__INPUT RECORDS__.
_ _ _

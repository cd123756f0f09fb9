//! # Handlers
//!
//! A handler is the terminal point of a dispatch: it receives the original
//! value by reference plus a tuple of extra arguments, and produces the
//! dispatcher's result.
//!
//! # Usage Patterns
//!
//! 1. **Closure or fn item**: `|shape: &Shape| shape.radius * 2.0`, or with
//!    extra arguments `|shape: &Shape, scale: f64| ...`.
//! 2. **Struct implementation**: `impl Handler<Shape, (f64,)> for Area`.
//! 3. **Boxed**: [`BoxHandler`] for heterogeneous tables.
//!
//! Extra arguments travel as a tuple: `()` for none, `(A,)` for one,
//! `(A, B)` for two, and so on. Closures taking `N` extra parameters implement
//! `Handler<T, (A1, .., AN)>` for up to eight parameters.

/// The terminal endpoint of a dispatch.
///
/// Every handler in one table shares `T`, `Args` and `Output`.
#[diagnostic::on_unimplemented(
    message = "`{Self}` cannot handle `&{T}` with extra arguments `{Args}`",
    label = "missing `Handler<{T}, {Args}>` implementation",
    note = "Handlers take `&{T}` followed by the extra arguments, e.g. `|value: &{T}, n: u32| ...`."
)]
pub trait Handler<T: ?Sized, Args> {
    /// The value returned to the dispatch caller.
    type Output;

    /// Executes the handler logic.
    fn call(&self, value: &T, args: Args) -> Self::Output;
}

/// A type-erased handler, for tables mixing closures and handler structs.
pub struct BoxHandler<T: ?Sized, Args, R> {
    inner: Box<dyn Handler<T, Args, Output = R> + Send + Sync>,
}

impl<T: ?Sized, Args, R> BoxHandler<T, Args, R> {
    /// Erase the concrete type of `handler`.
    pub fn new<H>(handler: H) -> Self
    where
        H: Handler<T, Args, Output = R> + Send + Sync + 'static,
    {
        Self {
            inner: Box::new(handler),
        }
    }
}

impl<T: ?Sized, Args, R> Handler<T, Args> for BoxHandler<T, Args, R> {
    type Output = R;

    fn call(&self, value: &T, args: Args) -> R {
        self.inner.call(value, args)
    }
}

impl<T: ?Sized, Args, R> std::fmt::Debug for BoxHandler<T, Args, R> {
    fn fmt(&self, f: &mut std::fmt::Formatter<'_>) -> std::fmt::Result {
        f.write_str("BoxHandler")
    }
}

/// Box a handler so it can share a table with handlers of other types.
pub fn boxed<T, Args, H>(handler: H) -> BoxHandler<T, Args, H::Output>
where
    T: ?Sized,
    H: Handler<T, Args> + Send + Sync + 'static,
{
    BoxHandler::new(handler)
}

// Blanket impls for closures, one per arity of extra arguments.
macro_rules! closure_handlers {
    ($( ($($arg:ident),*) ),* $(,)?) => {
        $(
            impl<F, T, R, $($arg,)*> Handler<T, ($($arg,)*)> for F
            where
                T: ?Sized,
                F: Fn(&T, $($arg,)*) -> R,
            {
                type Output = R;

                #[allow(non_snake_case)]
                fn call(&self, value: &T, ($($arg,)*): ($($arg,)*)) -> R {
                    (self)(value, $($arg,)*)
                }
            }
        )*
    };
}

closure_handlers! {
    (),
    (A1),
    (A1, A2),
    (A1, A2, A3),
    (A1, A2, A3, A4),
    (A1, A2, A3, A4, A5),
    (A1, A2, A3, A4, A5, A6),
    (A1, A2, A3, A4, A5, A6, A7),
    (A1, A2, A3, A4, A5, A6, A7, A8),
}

_ _ _

__EXERCISE GOAL__. Could you copy each line above word for word?

__RESULT FOR THIS TASK__.
repository cd123756f0f09fb9
//! # Handlers
//!
//! A handler is the terminal point of a dispatch: it receives the original
//! value by reference plus a tuple of extra arguments, and produces the
//! dispatcher's result.
//!
//! # Usage Patterns
//!
//! 1. **Closure or fn item**: `|shape: &Shape| shape.radius * 2.0`, or with
//!    extra arguments `|shape: &Shape, scale: f64| ...`.
//! 2. **Struct implementation**: `impl Handler<Shape, (f64,)> for Area`.
//! 3. **Boxed**: [`BoxHandler`] for heterogeneous tables.
//!
//! Extra arguments travel as a tuple: `()` for none, `(A,)` for one,
//! `(A, B)` for two, and so on. Closures taking `N` extra parameters implement
//! `Handler<T, (A1, .., AN)>` for up to eight parameters.

/// The terminal endpoint of a dispatch.
///
/// Every handler in one table shares `T`, `Args` and `Output`.
#[diagnostic::on_unimplemented(
    message = "`{Self}` cannot handle `&{T}` with extra arguments `{Args}`",
    label = "missing `Handler<{T}, {Args}>` implementation",
    note = "Handlers take `&{T}` followed by the extra arguments, e.g. `|value: &{T}, n: u32| ...`."
)]
pub trait Handler<T: ?Sized, Args> {
    /// The value returned to the dispatch caller.
    type Output;

    /// Executes the handler logic.
    fn call(&self, value: &T, args: Args) -> Self::Output;
}

/// A type-erased handler, for tables mixing closures and handler structs.
pub struct BoxHandler<T: ?Sized, Args, R> {
    inner: Box<dyn Handler<T, Args, Output = R> + Send + Sync>,
}

impl<T: ?Sized, Args, R> BoxHandler<T, Args, R> {
    /// Erase the concrete type of `handler`.
    pub fn new<H>(handler: H) -> Self
    where
        H: Handler<T, Args, Output = R> + Send + Sync + 'static,
    {
        Self {
            inner: Box::new(handler),
        }
    }
}

impl<T: ?Sized, Args, R> Handler<T, Args> for BoxHandler<T, Args, R> {
    type Output = R;

    fn call(&self, value: &T, args: Args) -> R {
        self.inner.call(value, args)
    }
}

impl<T: ?Sized, Args, R> std::fmt::Debug for BoxHandler<T, Args, R> {
    fn fmt(&self, f: &mut std::fmt::Formatter<'_>) -> std::fmt::Result {
        f.write_str("BoxHandler")
    }
}

/// Box a handler so it can share a table with handlers of other types.
pub fn boxed<T, Args, H>(handler: H) -> BoxHandler<T, Args, H::Output>
where
    T: ?Sized,
    H: Handler<T, Args> + Send + Sync + 'static,
{
    BoxHandler::new(handler)
}

// Blanket impls for closures, one per arity of extra arguments.
macro_rules! closure_handlers {
    ($( ($($arg:ident),*) ),* $(,)?) => {
        $(
            impl<F, T, R, $($arg,)*> Handler<T, ($($arg,)*)> for F
            where
                T: ?Sized,
                F: Fn(&T, $($arg,)*) -> R,
            {
                type Output = R;

                #[allow(non_snake_case)]
                fn call(&self, value: &T, ($($arg,)*): ($($arg,)*)) -> R {
                    (self)(value, $($arg,)*)
                }
            }
        )*
    };
}

closure_handlers! {
    (),
    (A1),
    (A1, A2),
    (A1, A2, A3),
    (A1, A2, A3, A4),
    (A1, A2, A3, A4, A5),
    (A1, A2, A3, A4, A5, A6),
    (A1, A2, A3, A4, A5, A6, A7),
    (A1, A2, A3, A4, A5, A6, A7, A8),
}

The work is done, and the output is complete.